## [Problem to solve]
Copy out each line of the data that holds the word "description".

## [Exercise data]
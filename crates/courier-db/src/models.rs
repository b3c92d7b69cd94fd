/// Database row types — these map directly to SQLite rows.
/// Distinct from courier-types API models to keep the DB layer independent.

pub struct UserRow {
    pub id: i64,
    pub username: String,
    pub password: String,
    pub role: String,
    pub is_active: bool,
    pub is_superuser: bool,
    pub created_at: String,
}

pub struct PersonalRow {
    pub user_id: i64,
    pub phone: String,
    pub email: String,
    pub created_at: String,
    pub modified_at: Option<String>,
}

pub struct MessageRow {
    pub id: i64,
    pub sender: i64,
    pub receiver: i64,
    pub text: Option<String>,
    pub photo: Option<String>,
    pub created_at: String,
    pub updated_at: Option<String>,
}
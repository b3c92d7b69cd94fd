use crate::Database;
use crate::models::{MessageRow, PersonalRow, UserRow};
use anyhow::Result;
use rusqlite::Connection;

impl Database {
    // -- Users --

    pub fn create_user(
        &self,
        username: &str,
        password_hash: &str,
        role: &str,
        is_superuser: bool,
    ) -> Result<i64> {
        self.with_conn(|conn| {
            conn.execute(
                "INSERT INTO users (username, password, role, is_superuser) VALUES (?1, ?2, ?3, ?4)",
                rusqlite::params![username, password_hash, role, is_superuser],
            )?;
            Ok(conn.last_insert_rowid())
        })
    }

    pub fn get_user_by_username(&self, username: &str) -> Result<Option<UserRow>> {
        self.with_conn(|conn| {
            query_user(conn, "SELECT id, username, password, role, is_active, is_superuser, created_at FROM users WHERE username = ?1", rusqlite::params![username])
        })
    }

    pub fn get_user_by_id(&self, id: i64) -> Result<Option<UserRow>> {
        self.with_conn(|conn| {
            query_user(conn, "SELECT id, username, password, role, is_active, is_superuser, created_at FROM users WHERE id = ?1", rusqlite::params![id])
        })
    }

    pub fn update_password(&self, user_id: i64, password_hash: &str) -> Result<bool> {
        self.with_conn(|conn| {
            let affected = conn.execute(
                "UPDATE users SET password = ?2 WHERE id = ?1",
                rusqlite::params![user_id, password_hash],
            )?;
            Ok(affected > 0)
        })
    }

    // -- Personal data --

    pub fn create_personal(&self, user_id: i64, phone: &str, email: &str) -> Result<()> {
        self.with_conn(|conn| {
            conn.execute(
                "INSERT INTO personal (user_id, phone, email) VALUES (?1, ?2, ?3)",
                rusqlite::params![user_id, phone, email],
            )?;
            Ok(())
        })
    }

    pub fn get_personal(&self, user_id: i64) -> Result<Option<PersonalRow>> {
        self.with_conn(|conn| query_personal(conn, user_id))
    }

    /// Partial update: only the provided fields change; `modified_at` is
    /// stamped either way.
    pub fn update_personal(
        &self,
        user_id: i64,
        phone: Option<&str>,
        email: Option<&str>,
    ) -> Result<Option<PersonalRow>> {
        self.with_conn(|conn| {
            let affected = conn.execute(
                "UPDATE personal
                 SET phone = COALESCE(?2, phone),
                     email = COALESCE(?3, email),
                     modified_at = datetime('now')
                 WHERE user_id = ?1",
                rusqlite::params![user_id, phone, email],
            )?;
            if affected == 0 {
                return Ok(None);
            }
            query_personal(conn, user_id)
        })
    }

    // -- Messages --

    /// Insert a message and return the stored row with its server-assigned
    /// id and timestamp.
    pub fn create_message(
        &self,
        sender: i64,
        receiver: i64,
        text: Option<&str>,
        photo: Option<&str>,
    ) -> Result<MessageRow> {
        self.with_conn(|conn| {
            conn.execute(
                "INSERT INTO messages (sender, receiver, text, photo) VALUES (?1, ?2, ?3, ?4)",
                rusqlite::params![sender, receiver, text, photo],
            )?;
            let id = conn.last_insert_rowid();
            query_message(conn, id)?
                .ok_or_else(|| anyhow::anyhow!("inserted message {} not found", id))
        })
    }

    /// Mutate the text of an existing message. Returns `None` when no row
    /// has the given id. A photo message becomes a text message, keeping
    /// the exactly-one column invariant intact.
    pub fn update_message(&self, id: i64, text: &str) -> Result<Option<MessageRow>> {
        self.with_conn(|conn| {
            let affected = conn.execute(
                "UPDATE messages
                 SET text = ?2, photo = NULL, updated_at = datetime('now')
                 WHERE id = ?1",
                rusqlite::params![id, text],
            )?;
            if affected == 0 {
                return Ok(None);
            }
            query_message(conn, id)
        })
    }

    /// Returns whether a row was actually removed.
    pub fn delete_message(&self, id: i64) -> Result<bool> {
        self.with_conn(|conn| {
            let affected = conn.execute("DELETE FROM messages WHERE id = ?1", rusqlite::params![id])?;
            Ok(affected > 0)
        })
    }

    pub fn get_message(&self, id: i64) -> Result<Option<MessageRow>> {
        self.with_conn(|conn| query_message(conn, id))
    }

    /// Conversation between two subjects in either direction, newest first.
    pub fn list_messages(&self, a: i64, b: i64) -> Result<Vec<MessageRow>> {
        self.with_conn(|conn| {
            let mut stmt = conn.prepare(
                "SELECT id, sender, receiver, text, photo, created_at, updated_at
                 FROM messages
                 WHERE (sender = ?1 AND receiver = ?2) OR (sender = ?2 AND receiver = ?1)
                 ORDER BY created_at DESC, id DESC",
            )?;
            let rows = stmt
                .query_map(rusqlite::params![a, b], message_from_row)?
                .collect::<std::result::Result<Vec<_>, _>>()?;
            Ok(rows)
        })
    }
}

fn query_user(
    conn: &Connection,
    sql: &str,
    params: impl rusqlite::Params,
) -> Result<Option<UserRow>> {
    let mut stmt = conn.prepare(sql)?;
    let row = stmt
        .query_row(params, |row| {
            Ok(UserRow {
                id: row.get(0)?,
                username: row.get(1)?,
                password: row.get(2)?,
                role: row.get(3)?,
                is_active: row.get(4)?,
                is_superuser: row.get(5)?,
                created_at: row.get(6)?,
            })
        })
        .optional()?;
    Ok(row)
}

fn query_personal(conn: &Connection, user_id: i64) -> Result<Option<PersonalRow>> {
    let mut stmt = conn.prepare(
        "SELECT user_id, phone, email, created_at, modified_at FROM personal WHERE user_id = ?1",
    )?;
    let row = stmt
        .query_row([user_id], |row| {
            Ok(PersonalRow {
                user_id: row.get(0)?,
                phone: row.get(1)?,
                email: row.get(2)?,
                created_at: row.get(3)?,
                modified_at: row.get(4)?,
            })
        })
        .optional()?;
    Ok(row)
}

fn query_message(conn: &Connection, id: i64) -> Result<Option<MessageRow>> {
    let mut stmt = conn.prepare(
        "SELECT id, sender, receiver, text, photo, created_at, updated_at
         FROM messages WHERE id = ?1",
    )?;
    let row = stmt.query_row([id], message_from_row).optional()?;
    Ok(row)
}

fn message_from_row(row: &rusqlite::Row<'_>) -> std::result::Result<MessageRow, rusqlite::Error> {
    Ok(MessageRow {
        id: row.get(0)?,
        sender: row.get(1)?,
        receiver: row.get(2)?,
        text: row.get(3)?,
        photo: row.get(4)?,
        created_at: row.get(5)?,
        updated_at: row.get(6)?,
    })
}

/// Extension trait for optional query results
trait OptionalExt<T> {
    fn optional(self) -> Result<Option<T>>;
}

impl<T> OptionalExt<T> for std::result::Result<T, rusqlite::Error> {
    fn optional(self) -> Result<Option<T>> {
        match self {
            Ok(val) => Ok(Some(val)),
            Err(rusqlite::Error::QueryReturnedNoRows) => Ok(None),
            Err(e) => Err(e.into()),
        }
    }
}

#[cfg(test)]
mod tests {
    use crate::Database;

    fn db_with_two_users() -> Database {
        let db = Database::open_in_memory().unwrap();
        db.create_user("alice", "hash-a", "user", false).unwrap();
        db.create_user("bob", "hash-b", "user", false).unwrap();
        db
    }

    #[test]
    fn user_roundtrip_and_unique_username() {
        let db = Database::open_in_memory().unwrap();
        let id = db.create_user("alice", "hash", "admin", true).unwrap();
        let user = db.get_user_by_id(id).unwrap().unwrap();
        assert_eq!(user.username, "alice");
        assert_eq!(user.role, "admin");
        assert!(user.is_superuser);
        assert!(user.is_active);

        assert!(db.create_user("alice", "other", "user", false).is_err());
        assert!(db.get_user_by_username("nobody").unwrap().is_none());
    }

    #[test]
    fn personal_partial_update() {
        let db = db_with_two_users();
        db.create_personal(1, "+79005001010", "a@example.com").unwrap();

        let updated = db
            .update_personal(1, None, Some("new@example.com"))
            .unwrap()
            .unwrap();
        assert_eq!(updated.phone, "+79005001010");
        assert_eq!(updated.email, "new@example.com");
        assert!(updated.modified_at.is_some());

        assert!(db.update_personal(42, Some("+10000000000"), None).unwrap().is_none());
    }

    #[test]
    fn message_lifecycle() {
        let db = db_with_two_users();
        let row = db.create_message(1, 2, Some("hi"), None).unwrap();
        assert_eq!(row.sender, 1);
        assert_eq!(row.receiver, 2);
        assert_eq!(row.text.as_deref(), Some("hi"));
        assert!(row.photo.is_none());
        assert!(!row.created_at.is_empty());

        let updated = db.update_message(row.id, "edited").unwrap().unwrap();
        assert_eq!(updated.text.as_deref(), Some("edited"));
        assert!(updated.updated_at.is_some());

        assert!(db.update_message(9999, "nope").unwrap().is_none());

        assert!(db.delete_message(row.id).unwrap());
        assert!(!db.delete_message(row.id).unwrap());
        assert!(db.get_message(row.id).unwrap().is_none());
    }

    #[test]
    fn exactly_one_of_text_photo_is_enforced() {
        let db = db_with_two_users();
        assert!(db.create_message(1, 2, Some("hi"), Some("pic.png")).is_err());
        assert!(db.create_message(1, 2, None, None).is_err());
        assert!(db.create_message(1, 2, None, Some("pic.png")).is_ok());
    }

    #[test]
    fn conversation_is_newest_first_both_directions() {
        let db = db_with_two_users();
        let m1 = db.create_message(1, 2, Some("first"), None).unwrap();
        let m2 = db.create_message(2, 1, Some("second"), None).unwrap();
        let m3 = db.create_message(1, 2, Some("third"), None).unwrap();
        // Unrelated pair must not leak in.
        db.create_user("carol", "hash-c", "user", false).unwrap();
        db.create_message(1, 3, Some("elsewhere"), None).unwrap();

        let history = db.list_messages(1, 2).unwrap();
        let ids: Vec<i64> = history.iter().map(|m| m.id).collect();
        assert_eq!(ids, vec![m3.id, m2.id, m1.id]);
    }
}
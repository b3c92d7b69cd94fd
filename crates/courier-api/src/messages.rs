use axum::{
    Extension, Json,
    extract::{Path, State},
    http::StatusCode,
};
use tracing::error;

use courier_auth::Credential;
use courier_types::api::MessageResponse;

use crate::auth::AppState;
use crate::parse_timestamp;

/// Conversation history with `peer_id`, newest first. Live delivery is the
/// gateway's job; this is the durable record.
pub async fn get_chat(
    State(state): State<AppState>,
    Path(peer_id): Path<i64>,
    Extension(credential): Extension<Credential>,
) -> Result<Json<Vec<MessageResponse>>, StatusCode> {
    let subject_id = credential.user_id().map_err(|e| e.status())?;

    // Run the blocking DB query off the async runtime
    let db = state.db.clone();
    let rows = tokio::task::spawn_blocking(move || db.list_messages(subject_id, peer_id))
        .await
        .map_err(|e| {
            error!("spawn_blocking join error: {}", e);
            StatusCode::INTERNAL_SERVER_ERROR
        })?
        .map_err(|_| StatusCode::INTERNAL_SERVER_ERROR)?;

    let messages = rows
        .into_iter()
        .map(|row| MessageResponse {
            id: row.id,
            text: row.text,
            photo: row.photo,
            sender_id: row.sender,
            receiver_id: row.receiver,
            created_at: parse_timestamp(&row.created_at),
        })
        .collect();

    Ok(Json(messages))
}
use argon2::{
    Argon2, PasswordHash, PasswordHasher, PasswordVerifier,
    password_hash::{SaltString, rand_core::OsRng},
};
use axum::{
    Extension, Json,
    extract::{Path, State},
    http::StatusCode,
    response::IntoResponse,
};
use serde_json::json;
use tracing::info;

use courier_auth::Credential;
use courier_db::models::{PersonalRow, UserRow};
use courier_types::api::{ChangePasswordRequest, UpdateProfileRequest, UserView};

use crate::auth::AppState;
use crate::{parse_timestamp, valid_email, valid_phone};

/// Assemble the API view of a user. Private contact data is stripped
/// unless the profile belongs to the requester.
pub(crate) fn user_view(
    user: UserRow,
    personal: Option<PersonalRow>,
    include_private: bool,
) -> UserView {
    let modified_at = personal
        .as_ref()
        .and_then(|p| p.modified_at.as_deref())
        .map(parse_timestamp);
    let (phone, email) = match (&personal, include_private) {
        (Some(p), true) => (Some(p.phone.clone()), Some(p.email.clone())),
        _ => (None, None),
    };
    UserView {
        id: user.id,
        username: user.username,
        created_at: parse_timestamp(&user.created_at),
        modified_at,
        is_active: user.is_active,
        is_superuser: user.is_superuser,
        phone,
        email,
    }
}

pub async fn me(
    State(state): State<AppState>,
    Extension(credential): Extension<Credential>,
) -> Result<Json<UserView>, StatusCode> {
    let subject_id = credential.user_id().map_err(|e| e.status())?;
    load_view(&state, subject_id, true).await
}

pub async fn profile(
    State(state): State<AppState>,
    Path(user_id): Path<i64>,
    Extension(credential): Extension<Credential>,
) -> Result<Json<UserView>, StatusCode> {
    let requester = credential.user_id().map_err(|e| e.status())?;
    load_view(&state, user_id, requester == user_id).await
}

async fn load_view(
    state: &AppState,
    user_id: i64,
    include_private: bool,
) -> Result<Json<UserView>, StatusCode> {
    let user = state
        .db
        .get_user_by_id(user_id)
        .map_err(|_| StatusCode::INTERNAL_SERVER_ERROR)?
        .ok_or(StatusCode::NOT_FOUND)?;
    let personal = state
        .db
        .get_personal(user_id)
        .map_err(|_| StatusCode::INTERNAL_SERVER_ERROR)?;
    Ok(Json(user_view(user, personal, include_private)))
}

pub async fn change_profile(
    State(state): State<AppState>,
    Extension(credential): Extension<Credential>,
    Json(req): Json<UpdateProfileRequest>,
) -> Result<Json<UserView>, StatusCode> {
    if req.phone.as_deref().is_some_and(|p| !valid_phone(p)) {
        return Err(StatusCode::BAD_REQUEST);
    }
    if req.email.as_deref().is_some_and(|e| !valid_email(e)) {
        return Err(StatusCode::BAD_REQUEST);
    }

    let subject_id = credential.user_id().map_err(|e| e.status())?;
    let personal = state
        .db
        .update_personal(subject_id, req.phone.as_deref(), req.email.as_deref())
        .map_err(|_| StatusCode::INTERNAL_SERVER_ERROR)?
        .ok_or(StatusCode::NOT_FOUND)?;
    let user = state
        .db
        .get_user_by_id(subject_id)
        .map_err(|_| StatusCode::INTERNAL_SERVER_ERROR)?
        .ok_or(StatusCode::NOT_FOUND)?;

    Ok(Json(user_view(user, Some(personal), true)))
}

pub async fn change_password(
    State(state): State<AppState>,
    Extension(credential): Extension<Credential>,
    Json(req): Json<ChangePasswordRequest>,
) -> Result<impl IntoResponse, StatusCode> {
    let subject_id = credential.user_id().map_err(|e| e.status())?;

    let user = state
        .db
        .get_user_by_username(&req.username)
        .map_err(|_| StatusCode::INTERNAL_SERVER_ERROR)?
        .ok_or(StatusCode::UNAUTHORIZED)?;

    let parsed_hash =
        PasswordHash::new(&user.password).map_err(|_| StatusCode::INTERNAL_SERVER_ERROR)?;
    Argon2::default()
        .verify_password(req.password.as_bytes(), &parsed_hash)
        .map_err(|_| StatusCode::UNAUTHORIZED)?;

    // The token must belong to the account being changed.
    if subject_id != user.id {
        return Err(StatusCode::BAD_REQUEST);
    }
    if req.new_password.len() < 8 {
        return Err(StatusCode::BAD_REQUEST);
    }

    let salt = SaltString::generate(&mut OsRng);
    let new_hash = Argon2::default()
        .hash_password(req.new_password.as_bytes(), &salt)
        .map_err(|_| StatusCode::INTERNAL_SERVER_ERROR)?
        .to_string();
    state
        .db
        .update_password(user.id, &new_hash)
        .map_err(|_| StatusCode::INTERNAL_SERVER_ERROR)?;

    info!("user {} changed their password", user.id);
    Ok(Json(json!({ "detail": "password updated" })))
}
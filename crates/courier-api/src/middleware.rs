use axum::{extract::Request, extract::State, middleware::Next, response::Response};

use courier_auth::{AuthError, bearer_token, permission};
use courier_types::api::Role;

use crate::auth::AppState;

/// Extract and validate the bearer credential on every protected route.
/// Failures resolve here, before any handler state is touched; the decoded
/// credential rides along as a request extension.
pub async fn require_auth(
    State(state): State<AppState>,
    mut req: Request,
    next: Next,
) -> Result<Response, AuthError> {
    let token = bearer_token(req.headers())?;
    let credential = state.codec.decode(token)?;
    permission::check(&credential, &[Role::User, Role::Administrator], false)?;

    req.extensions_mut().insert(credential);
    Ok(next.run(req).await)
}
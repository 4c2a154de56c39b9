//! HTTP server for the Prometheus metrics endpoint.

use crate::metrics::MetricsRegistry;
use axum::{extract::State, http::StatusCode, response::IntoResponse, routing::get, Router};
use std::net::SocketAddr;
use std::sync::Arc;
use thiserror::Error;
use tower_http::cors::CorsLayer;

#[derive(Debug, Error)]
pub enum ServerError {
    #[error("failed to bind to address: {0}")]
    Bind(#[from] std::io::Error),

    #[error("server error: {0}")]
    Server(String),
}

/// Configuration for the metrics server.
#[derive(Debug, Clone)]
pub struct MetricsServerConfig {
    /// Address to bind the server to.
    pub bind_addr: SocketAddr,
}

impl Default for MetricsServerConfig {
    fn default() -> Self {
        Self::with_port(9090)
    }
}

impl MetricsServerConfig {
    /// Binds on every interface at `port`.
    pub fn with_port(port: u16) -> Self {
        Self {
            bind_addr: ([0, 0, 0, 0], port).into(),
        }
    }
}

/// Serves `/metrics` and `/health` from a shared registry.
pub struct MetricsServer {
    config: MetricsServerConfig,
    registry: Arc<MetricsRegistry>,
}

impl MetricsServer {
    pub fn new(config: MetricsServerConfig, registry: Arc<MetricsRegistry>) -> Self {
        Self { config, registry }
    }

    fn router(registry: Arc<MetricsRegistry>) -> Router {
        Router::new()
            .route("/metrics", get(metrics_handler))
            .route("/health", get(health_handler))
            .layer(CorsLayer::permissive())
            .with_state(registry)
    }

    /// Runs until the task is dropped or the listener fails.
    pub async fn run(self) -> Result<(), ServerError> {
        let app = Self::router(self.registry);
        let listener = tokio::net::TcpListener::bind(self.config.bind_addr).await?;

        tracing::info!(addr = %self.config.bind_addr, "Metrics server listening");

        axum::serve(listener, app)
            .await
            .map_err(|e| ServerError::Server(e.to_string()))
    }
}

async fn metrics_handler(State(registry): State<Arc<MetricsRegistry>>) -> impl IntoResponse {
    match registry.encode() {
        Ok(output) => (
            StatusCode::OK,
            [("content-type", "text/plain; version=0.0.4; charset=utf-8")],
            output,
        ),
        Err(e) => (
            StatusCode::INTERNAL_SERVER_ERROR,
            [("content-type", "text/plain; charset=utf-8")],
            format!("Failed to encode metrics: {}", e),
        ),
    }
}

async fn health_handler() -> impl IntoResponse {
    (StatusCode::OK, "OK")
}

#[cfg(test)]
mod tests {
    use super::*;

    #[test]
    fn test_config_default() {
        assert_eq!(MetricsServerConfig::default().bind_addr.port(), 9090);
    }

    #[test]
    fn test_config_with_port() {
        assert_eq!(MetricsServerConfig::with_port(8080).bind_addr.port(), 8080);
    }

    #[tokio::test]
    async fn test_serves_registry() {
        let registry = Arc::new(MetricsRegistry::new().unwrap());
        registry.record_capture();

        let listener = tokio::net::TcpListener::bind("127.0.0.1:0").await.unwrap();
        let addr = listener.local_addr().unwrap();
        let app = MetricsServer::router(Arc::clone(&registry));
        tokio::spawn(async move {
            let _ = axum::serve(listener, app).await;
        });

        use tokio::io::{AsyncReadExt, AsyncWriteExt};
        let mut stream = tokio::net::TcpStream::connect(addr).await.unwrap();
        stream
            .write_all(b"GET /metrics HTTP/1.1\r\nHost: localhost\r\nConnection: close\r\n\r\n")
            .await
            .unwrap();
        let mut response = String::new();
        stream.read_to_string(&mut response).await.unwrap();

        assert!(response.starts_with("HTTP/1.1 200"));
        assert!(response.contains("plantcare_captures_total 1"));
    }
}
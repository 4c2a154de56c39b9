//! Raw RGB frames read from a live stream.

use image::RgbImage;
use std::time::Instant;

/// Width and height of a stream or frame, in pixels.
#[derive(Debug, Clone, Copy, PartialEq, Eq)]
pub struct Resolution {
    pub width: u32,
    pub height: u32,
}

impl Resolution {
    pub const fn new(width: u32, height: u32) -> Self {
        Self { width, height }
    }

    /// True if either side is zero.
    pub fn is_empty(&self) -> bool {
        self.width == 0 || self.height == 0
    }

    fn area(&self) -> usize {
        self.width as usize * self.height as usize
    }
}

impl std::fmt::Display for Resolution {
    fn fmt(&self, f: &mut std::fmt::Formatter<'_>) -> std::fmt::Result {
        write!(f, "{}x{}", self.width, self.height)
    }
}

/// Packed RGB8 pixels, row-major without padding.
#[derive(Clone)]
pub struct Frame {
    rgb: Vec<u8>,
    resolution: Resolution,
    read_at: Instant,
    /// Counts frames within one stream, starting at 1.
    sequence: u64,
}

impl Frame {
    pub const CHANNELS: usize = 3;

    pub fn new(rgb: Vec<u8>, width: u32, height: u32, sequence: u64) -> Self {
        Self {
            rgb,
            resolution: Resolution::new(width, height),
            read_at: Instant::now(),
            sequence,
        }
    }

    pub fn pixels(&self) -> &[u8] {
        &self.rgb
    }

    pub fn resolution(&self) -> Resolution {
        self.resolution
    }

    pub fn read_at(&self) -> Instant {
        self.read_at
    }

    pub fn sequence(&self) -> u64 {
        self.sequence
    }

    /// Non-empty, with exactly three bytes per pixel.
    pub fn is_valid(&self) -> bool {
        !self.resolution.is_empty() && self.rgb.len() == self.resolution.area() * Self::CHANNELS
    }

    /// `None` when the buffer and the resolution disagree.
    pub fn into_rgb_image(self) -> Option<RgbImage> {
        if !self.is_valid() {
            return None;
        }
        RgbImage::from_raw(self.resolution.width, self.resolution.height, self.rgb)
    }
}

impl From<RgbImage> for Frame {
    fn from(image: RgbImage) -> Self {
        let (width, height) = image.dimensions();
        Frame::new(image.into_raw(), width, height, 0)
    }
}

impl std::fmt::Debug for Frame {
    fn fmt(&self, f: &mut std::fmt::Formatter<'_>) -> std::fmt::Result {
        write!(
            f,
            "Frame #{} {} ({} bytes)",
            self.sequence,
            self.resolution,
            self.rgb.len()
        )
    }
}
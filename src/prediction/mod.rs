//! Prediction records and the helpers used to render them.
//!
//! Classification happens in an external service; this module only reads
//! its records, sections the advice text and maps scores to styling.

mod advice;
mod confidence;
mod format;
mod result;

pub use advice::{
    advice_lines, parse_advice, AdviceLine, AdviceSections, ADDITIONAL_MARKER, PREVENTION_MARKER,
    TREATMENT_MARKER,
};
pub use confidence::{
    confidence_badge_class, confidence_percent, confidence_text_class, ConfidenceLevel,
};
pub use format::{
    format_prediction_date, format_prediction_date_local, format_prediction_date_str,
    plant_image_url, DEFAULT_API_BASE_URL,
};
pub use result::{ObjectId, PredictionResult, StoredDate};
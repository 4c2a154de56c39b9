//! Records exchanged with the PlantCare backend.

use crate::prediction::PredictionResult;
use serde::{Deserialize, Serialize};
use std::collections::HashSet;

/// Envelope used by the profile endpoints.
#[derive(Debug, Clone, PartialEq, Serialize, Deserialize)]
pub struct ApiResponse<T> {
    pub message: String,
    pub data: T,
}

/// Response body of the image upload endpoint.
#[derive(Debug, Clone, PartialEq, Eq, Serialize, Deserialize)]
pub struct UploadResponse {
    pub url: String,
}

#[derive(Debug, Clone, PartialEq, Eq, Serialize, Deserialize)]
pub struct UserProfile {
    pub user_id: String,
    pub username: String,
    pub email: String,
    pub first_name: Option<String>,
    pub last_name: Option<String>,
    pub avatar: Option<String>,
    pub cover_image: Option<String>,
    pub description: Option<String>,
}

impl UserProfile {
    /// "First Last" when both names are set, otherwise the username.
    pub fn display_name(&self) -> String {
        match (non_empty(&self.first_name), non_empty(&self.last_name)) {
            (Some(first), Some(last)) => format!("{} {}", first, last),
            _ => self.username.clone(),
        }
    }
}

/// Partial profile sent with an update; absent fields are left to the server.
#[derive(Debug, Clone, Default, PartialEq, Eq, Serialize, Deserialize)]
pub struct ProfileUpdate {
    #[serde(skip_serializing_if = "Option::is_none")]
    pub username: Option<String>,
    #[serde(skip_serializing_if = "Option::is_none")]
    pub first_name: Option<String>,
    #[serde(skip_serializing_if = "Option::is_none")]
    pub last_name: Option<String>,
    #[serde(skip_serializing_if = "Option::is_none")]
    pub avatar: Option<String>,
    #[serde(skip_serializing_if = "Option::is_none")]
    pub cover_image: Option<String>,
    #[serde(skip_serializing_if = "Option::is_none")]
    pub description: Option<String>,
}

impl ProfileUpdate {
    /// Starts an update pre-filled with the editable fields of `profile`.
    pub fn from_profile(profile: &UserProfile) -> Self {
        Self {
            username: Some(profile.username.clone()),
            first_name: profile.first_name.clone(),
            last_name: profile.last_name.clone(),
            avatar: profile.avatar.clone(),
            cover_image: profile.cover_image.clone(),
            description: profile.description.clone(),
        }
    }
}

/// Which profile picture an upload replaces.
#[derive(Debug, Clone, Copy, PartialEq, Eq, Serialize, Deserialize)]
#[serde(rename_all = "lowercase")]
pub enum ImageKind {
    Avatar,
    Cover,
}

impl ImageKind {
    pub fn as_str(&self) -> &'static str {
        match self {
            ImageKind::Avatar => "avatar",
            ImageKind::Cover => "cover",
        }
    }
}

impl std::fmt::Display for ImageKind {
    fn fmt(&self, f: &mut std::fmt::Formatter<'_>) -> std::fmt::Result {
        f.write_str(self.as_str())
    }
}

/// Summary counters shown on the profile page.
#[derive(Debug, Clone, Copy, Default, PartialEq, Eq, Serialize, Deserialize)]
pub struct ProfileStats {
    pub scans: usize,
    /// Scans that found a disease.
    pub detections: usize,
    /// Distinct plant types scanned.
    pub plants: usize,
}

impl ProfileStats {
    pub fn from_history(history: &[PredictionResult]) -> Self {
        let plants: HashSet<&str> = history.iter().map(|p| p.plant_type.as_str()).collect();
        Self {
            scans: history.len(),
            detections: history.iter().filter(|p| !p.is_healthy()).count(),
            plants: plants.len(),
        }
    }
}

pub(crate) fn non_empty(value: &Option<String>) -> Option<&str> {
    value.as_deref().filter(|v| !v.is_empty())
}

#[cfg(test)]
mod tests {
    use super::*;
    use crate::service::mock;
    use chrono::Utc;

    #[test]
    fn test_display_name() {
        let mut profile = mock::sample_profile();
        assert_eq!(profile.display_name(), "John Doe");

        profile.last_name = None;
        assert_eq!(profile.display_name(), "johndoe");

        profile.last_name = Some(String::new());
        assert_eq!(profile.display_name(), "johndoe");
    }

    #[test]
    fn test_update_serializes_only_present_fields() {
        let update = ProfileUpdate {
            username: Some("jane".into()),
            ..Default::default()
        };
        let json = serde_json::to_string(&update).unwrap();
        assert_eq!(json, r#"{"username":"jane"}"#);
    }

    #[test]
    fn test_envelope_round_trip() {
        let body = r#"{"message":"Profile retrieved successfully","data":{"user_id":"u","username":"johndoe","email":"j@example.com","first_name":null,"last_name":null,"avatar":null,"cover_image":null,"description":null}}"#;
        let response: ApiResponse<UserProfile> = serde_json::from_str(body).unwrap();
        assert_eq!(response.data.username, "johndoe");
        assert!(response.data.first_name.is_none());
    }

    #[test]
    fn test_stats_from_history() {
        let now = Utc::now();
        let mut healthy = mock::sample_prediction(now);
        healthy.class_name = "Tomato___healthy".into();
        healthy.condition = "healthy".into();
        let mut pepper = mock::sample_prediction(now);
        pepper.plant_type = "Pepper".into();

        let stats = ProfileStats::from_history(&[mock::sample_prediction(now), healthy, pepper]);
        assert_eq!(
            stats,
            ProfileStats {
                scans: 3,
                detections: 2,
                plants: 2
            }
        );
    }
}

## [Exercise solution]
    pub description: Option<String>,
    pub description: Option<String>,
            description: profile.description.clone(),
        let body = r#"{"message":"Profile retrieved successfully","data":{"user_id":"u","username":"johndoe","email":"j@example.com","first_name":null,"last_name":null,"avatar":null,"cover_image":null,"description":null}}"#;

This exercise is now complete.